"""

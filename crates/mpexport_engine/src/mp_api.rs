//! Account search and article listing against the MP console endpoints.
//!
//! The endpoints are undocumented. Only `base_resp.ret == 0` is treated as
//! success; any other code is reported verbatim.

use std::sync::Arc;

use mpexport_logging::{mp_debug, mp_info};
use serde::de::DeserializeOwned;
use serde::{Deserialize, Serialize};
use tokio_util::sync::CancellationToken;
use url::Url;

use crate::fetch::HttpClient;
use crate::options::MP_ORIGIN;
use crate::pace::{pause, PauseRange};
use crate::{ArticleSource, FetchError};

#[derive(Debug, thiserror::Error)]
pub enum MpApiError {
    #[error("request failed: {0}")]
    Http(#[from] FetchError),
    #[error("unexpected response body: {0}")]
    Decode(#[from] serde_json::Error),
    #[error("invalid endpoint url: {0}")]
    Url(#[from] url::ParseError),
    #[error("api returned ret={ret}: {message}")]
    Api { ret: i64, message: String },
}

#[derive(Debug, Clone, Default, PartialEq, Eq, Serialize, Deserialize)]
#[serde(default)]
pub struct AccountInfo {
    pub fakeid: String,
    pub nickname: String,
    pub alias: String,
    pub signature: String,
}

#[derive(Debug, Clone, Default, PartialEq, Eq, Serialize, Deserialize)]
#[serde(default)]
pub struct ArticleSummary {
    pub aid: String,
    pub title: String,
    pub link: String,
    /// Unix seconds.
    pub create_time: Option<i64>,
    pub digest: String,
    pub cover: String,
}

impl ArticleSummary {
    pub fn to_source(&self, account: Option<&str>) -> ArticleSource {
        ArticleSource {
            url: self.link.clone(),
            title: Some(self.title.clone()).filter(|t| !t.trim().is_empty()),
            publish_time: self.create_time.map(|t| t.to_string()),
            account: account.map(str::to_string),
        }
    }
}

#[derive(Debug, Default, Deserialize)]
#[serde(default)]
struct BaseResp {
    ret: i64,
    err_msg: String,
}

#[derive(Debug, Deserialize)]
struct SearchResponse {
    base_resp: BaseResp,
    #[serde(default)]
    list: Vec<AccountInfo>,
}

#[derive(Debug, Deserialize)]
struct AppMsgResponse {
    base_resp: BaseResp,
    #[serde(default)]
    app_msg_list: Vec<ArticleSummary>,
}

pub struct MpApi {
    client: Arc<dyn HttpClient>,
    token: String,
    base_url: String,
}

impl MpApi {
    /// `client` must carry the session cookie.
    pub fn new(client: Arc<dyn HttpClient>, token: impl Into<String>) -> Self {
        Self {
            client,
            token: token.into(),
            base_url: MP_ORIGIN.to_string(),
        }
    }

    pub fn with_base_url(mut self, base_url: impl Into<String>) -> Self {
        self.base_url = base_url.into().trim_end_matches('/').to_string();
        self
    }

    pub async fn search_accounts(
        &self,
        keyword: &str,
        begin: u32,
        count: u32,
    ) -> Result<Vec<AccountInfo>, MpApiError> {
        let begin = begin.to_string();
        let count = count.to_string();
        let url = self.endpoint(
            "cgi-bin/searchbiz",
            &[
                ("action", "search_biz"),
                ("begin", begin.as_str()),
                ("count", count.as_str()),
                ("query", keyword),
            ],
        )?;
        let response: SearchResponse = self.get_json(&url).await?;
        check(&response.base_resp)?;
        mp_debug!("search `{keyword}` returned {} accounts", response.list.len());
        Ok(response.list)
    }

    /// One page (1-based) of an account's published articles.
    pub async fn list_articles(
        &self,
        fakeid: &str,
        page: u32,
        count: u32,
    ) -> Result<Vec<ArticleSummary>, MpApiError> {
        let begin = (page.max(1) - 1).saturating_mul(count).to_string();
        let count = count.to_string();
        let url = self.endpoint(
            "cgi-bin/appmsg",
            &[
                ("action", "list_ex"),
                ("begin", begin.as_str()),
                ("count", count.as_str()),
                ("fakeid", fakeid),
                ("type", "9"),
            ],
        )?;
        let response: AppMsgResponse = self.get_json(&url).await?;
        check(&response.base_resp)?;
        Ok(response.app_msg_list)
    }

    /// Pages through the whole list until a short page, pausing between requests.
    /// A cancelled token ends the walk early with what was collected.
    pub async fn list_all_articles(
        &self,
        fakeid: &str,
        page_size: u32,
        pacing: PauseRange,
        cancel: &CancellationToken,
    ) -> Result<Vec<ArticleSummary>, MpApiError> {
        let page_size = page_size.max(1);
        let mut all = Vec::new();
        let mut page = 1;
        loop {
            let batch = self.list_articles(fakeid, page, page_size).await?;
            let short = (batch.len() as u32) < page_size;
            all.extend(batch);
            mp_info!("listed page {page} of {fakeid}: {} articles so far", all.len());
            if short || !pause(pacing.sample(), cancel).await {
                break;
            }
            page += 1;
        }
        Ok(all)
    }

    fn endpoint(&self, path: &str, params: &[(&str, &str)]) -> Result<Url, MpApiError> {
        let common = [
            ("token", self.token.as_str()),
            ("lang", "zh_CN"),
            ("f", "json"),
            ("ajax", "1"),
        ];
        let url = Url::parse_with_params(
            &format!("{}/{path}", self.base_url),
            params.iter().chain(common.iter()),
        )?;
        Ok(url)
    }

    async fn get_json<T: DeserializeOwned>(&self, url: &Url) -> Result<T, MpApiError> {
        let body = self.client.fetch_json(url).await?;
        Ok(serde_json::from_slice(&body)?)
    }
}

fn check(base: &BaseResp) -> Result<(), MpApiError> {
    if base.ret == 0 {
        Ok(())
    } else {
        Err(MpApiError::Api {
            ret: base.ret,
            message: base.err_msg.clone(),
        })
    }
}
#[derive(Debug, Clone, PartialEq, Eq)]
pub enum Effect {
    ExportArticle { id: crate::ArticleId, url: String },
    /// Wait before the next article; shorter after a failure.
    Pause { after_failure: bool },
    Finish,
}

"""
"""

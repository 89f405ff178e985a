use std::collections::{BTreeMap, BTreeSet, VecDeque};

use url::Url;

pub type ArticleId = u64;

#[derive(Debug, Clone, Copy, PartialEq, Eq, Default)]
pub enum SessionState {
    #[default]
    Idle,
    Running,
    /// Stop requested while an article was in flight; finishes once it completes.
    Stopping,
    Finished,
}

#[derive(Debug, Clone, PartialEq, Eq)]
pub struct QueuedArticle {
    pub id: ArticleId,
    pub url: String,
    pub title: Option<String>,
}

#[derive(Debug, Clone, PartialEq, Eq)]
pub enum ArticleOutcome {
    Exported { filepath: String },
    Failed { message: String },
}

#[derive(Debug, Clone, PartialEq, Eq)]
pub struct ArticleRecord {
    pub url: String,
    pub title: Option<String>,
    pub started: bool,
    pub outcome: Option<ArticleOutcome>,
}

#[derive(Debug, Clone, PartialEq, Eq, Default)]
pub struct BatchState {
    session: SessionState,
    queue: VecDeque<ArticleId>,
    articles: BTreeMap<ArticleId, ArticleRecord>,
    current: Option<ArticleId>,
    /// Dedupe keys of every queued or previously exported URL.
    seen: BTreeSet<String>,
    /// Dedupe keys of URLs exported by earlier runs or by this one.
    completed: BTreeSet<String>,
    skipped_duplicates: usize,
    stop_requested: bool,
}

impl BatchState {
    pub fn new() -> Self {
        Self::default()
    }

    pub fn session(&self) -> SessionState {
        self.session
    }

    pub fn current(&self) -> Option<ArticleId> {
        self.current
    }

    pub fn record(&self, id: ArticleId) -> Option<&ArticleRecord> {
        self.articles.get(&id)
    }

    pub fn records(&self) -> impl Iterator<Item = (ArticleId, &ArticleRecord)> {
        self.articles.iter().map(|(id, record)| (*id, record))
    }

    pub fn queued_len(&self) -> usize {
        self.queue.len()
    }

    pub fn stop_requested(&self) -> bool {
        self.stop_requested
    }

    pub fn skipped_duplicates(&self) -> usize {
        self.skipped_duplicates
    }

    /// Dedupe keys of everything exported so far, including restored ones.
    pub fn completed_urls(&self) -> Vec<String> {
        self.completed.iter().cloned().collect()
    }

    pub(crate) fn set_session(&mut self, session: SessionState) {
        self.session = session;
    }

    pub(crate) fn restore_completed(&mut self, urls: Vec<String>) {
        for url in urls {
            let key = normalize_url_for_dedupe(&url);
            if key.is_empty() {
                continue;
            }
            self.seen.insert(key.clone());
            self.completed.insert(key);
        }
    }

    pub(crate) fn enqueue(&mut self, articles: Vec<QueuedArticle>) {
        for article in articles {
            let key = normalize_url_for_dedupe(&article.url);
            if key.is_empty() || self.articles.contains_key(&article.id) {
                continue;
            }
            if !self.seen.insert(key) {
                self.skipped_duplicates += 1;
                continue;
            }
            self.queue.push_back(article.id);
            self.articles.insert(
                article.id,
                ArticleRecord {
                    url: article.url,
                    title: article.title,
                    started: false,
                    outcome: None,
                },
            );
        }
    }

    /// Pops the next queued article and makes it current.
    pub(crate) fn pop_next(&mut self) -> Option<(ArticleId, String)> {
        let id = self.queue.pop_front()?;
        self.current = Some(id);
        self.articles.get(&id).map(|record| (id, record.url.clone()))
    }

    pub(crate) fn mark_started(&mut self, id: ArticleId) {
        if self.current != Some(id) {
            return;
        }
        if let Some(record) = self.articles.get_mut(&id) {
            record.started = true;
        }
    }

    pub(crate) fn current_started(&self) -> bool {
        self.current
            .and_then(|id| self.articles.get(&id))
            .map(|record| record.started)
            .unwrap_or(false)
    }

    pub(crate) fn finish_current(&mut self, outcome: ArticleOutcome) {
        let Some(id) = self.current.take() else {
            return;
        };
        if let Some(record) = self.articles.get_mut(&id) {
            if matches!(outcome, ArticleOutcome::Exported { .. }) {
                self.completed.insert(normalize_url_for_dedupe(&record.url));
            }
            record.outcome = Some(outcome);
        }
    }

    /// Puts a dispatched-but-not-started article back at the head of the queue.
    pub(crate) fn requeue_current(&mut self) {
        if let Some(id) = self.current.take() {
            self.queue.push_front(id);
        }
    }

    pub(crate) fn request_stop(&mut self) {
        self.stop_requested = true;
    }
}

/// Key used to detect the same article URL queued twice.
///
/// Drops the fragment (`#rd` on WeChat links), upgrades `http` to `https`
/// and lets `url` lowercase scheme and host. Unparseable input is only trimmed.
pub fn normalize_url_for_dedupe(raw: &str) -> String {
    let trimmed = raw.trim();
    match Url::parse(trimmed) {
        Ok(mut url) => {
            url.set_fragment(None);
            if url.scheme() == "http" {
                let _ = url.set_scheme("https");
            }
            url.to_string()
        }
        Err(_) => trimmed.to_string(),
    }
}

"""

▶ _PROBLEM STATEMENT_
Copy each line of the entries in which the string "enum" is found.

▶ _SOLUTION FOR THIS TASK_
pub enum MpApiError {
pub enum Effect {
pub enum SessionState {
pub enum ArticleOutcome {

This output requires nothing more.